▸ Directions:
Search term "crate": copy each line of the records that contains it.

-=-=-=-=-

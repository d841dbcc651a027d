//! Postconditions: assertions about the schema after a step.
//!
//! The verifier checks them after commit. The executor also uses them as
//! existence guards for steps that have no natural "already exists" test.

use serde::{Deserialize, Serialize};

use super::rule::{ValidationOutcome, ValidationRule};
use super::validator::Validator;
use crate::database::Database;
use crate::error::Error;

/// An assertion about the end state of a step.
#[derive(Debug, Clone, PartialEq, Eq, Serialize, Deserialize)]
#[serde(tag = "check", rename_all = "snake_case")]
pub enum Postcondition {
    /// The table exists.
    TableExists {
        /// Table name.
        table: String,
    },
    /// The column exists.
    ColumnExists {
        /// Table name.
        table: String,
        /// Column name.
        column: String,
    },
    /// The column has the given type (dialect spellings compare equal).
    ColumnType {
        /// Table name.
        table: String,
        /// Column name.
        column: String,
        /// Expected type, e.g. `VARCHAR(255)`.
        #[serde(rename = "type")]
        data_type: String,
    },
    /// An index with this name exists on the table.
    IndexExists {
        /// Table name.
        table: String,
        /// Index name.
        index: String,
    },
    /// A foreign key maps `column` to `references_table.references_column`.
    ForeignKey {
        /// Referencing table.
        table: String,
        /// Referencing column.
        column: String,
        /// Referenced table.
        references_table: String,
        /// Referenced column.
        references_column: String,
    },
    /// A constraint (or index backing one) with this name exists.
    ConstraintExists {
        /// Table name.
        table: String,
        /// Constraint name.
        name: String,
    },
    /// A data rule still holds after the step.
    Holds {
        /// Rule to evaluate.
        rule: ValidationRule,
    },
}

/// Result of checking a postcondition.
#[derive(Debug, Clone, PartialEq, Eq, Serialize, Deserialize)]
#[serde(tag = "outcome", rename_all = "snake_case")]
pub enum CheckOutcome {
    /// The assertion holds.
    Passed,
    /// The assertion does not hold.
    Mismatch {
        /// What was expected.
        expected: String,
        /// What was observed instead.
        observed: String,
    },
}

impl CheckOutcome {
    /// Check if the assertion held.
    pub fn is_passed(&self) -> bool {
        matches!(self, CheckOutcome::Passed)
    }
}

impl Postcondition {
    /// Create a column type postcondition.
    pub fn column_type(
        table: impl Into<String>,
        column: impl Into<String>,
        data_type: impl Into<String>,
    ) -> Self {
        Postcondition::ColumnType {
            table: table.into(),
            column: column.into(),
            data_type: data_type.into(),
        }
    }

    /// Create a foreign key postcondition.
    pub fn foreign_key(
        table: impl Into<String>,
        column: impl Into<String>,
        references_table: impl Into<String>,
        references_column: impl Into<String>,
    ) -> Self {
        Postcondition::ForeignKey {
            table: table.into(),
            column: column.into(),
            references_table: references_table.into(),
            references_column: references_column.into(),
        }
    }

    /// Create an index postcondition.
    pub fn index_exists(table: impl Into<String>, index: impl Into<String>) -> Self {
        Postcondition::IndexExists {
            table: table.into(),
            index: index.into(),
        }
    }

    /// Create a table postcondition.
    pub fn table_exists(table: impl Into<String>) -> Self {
        Postcondition::TableExists {
            table: table.into(),
        }
    }

    /// Create a column postcondition.
    pub fn column_exists(table: impl Into<String>, column: impl Into<String>) -> Self {
        Postcondition::ColumnExists {
            table: table.into(),
            column: column.into(),
        }
    }

    /// Evaluate against the current catalog and data.
    pub fn evaluate(&self, db: &mut dyn Database) -> Result<CheckOutcome, Error> {
        match self {
            Postcondition::TableExists { table } => Ok(expect(
                db.table_exists(table)?,
                format!("table {}", table),
                "no such table",
            )),

            Postcondition::ColumnExists { table, column } => Ok(expect(
                db.column_exists(table, column)?,
                format!("column {}.{}", table, column),
                "no such column",
            )),

            Postcondition::ColumnType {
                table,
                column,
                data_type,
            } => {
                let expected = format!("{}.{} {}", table, column, data_type);
                Ok(match db.column(table, column)? {
                    Some(info) if info.type_matches(data_type) => CheckOutcome::Passed,
                    Some(info) => CheckOutcome::Mismatch {
                        expected,
                        observed: format!("{}.{} {}", table, column, info.display_type()),
                    },
                    None => CheckOutcome::Mismatch {
                        expected,
                        observed: "no such column".to_string(),
                    },
                })
            }

            Postcondition::IndexExists { table, index } => {
                let indexes = db.indexes(table)?;
                if indexes.iter().any(|i| i.name.eq_ignore_ascii_case(index)) {
                    return Ok(CheckOutcome::Passed);
                }
                Ok(CheckOutcome::Mismatch {
                    expected: format!("index {} on {}", index, table),
                    observed: listing(
                        "indexes",
                        indexes.iter().map(|i| i.name.clone()).collect(),
                    ),
                })
            }

            Postcondition::ForeignKey {
                table,
                column,
                references_table,
                references_column,
            } => {
                let constraints = db.constraints(table)?;
                if constraints
                    .iter()
                    .any(|c| c.references(column, references_table, references_column))
                {
                    return Ok(CheckOutcome::Passed);
                }
                Ok(CheckOutcome::Mismatch {
                    expected: format!(
                        "foreign key {}.{} -> {}.{}",
                        table, column, references_table, references_column
                    ),
                    observed: listing(
                        "foreign keys",
                        constraints
                            .iter()
                            .filter(|c| c.referenced_table.is_some())
                            .map(|c| c.describe())
                            .collect(),
                    ),
                })
            }

            Postcondition::ConstraintExists { table, name } => {
                let constraints = db.constraints(table)?;
                let mut names: Vec<String> =
                    constraints.iter().filter_map(|c| c.name.clone()).collect();
                // SQLite keeps no constraint names; unique and primary keys
                // surface as named indexes instead.
                names.extend(db.indexes(table)?.into_iter().map(|i| i.name));

                if names.iter().any(|n| n.eq_ignore_ascii_case(name)) {
                    return Ok(CheckOutcome::Passed);
                }
                Ok(CheckOutcome::Mismatch {
                    expected: format!("constraint {} on {}", name, table),
                    observed: listing("constraints", names),
                })
            }

            Postcondition::Holds { rule } => Ok(match Validator::evaluate(rule, db)? {
                ValidationOutcome::Pass => CheckOutcome::Passed,
                ValidationOutcome::Fail(violation) => CheckOutcome::Mismatch {
                    expected: rule.to_string(),
                    observed: violation.reason,
                },
            }),
        }
    }
}

impl std::fmt::Display for Postcondition {
    fn fmt(&self, f: &mut std::fmt::Formatter<'_>) -> std::fmt::Result {
        match self {
            Postcondition::TableExists { table } => write!(f, "table {} exists", table),
            Postcondition::ColumnExists { table, column } => {
                write!(f, "column {}.{} exists", table, column)
            }
            Postcondition::ColumnType {
                table,
                column,
                data_type,
            } => write!(f, "{}.{} is {}", table, column, data_type),
            Postcondition::IndexExists { table, index } => {
                write!(f, "index {} exists on {}", index, table)
            }
            Postcondition::ForeignKey {
                table,
                column,
                references_table,
                references_column,
            } => write!(
                f,
                "{}.{} references {}.{}",
                table, column, references_table, references_column
            ),
            Postcondition::ConstraintExists { table, name } => {
                write!(f, "constraint {} exists on {}", name, table)
            }
            Postcondition::Holds { rule } => write!(f, "{} holds", rule),
        }
    }
}

fn expect(holds: bool, expected: String, observed: &str) -> CheckOutcome {
    if holds {
        CheckOutcome::Passed
    } else {
        CheckOutcome::Mismatch {
            expected,
            observed: observed.to_string(),
        }
    }
}

fn listing(what: &str, names: Vec<String>) -> String {
    if names.is_empty() {
        format!("no {}", what)
    } else {
        format!("{}: {}", what, names.join(", "))
    }
}

#[cfg(test)]
mod tests {
    use super::*;
    use crate::database::SqliteDatabase;

    fn setup() -> SqliteDatabase {
        let mut db = SqliteDatabase::open_in_memory().unwrap();
        db.execute_batch(
            r#"
            CREATE TABLE users_sync (id VARCHAR(255) PRIMARY KEY, email TEXT NOT NULL);
            CREATE TABLE resumes (
                id INTEGER PRIMARY KEY,
                user_id VARCHAR(255) NOT NULL REFERENCES users_sync(id),
                title TEXT,
                CONSTRAINT uq_resumes_title UNIQUE (title)
            );
            CREATE INDEX idx_resumes_user_id ON resumes(user_id);
            "#,
        )
        .unwrap();
        db
    }

    #[test]
    fn test_column_type() {
        let mut db = setup();
        let check = Postcondition::column_type("resumes", "user_id", "character varying(255)");
        assert!(check.evaluate(&mut db).unwrap().is_passed());

        let check = Postcondition::column_type("resumes", "title", "VARCHAR(255)");
        match check.evaluate(&mut db).unwrap() {
            CheckOutcome::Mismatch { observed, .. } => assert_eq!(observed, "resumes.title TEXT"),
            CheckOutcome::Passed => panic!("TEXT must not match VARCHAR(255)"),
        }

        let check = Postcondition::column_type("resumes", "missing", "TEXT");
        assert!(!check.evaluate(&mut db).unwrap().is_passed());
    }

    #[test]
    fn test_foreign_key() {
        let mut db = setup();
        let check = Postcondition::foreign_key("resumes", "user_id", "users_sync", "id");
        assert!(check.evaluate(&mut db).unwrap().is_passed());

        let check = Postcondition::foreign_key("users_sync", "id", "resumes", "user_id");
        match check.evaluate(&mut db).unwrap() {
            CheckOutcome::Mismatch { observed, .. } => assert_eq!(observed, "no foreign keys"),
            CheckOutcome::Passed => panic!("users_sync has no foreign keys"),
        }
    }

    #[test]
    fn test_index_and_constraint() {
        let mut db = setup();
        assert!(Postcondition::index_exists("resumes", "idx_resumes_user_id")
            .evaluate(&mut db)
            .unwrap()
            .is_passed());
        assert!(!Postcondition::index_exists("resumes", "idx_resumes_title")
            .evaluate(&mut db)
            .unwrap()
            .is_passed());

        // Named UNIQUE constraints surface through their backing index.
        let check = Postcondition::ConstraintExists {
            table: "resumes".into(),
            name: "sqlite_autoindex_resumes_1".into(),
        };
        assert!(check.evaluate(&mut db).unwrap().is_passed());
    }

    #[test]
    fn test_structural_and_holds() {
        let mut db = setup();
        assert!(Postcondition::table_exists("resumes").evaluate(&mut db).unwrap().is_passed());
        assert!(!Postcondition::column_exists("resumes", "kind")
            .evaluate(&mut db)
            .unwrap()
            .is_passed());

        db.execute_batch(
            "PRAGMA foreign_keys = OFF; INSERT INTO resumes (user_id, title) VALUES ('nobody', 'cv');",
        )
        .unwrap();
        let check = Postcondition::Holds {
            rule: ValidationRule::no_orphans("resumes", "user_id", "users_sync", "id"),
        };
        assert!(!check.evaluate(&mut db).unwrap().is_passed());
    }

    #[test]
    fn test_json_shape() {
        let check: Postcondition = serde_json::from_str(
            r#"{"check": "column_type", "table": "job_analysis", "column": "user_id", "type": "VARCHAR(255)"}"#,
        )
        .unwrap();
        assert_eq!(check, Postcondition::column_type("job_analysis", "user_id", "VARCHAR(255)"));
        assert_eq!(check.to_string(), "job_analysis.user_id is VARCHAR(255)");
    }
}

-=-=-=-=-

▸ Reply to the exercise:
use crate::database::Database;
use crate::error::Error;
    use crate::database::SqliteDatabase;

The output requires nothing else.